The maximum speed of an object at a specific point can be determined through conservation of energy, equating kinetic and potential energies at various points. Specific calculations require the potential energy versus position graph which is not provided. The principle involves conservation of energy where no energy is lost to external factors.

Step-by-step explanation:

To determine the maximum speed of the object at a particular point with specified conditions, we need to use the principle of conservation of energy.
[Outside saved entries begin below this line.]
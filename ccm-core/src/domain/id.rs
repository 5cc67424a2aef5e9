//! Remote identifiers

use serde::{Deserialize, Serialize};
use std::convert::Infallible;
use std::str::FromStr;

/// Opaque identifier assigned by the task server
///
/// The server currently hands out integer ids, but the client treats them as
/// opaque: a JSON number or a JSON string is accepted and written back in the
/// same shape it was received.
#[derive(Debug, Clone, PartialEq, Eq, Hash, Serialize, Deserialize)]
#[serde(untagged)]
pub enum RemoteId {
    Number(u64),
    Text(String),
}

impl std::fmt::Display for RemoteId {
    fn fmt(&self, f: &mut std::fmt::Formatter<'_>) -> std::fmt::Result {
        match self {
            RemoteId::Number(n) => write!(f, "{}", n),
            RemoteId::Text(s) => write!(f, "{}", s),
        }
    }
}

impl FromStr for RemoteId {
    type Err = Infallible;

    /// Numeric input becomes `Number`, anything else is kept as text
    fn from_str(s: &str) -> Result<Self, Self::Err> {
        Ok(match s.parse::<u64>() {
            Ok(n) => RemoteId::Number(n),
            Err(_) => RemoteId::Text(s.to_string()),
        })
    }
}

impl From<u64> for RemoteId {
    fn from(n: u64) -> Self {
        RemoteId::Number(n)
    }
}

impl From<&str> for RemoteId {
    fn from(s: &str) -> Self {
        RemoteId::Text(s.to_string())
    }
}

#[cfg(test)]
mod tests {
    use super::*;

    #[test]
    fn test_numeric_and_text_ids_keep_their_shape() {
        let n: RemoteId = serde_json::from_str("42").unwrap();
        assert_eq!(n, RemoteId::Number(42));
        assert_eq!(serde_json::to_string(&n).unwrap(), "42");

        let t: RemoteId = serde_json::from_str("\"task-7\"").unwrap();
        assert_eq!(t, RemoteId::Text("task-7".to_string()));
        assert_eq!(serde_json::to_string(&t).unwrap(), "\"task-7\"");
    }

    #[test]
    fn test_parse_from_cli_input() {
        assert_eq!("17".parse::<RemoteId>().unwrap(), RemoteId::Number(17));
        assert_eq!(
            "abc".parse::<RemoteId>().unwrap(),
            RemoteId::Text("abc".to_string())
        );
        assert_eq!(RemoteId::Number(3).to_string(), "3");
    }
}
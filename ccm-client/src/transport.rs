//! Transport abstraction
//!
//! The sync engine only needs three operations from the server. They sit
//! behind a trait so the engine can be driven by scripted transports in tests.

use async_trait::async_trait;
use ccm_core::domain::task::Task;
use ccm_core::domain::worker::Worker;
use ccm_core::dto::task::CreateTask;

use crate::ManagerClient;
use crate::error::Result;

/// Outbound operations used by the sync engine
///
/// Each call performs exactly one request and never retries. `Err` means
/// the answer is unavailable, which callers must keep distinct from an
/// empty `Ok`.
#[async_trait]
pub trait TaskTransport: Send + Sync {
    /// Submits a new task
    async fn submit_task(&self, req: &CreateTask) -> Result<()>;

    /// Fetches up to `limit` of the most recent tasks
    async fn fetch_tasks(&self, limit: usize) -> Result<Vec<Task>>;

    /// Fetches the worker pool
    async fn fetch_workers(&self) -> Result<Vec<Worker>>;
}

#[async_trait]
impl TaskTransport for ManagerClient {
    async fn submit_task(&self, req: &CreateTask) -> Result<()> {
        ManagerClient::submit_task(self, req).await
    }

    async fn fetch_tasks(&self, limit: usize) -> Result<Vec<Task>> {
        ManagerClient::fetch_tasks(self, limit).await
    }

    async fn fetch_workers(&self) -> Result<Vec<Worker>> {
        ManagerClient::fetch_workers(self).await
    }
}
The total mechanical energy (kinetic plus potential) at one point in time will equal the total mechanical energy at any other point, provided no external work is done on the system.

While a specific graph of potential energy versus position is mentioned in the student's question, without the actual graph or data from the graph, we cannot calculate numerical values. Therefore, we address the concepts involved.

  • To find the maximum speed of the object at x = 6a that won't allow it to exceed the region 4a < x < 8a, we must calculate the potential energy at the limits of this region and equate it to the sum of the potential energy and kinetic energy at x = 6a.
  • For the region 3a < x < 9a, we do a similar calculation considering the potential energy at these new limits.
  • If the object at x = 6a is moving in the negative x direction with a speed 17.2% greater than the one obtained in part b, its new kinetic energy can be calculated. When the object reaches x = 0, all of this kinetic energy will be converted into potential energy, assuming no energy is lost.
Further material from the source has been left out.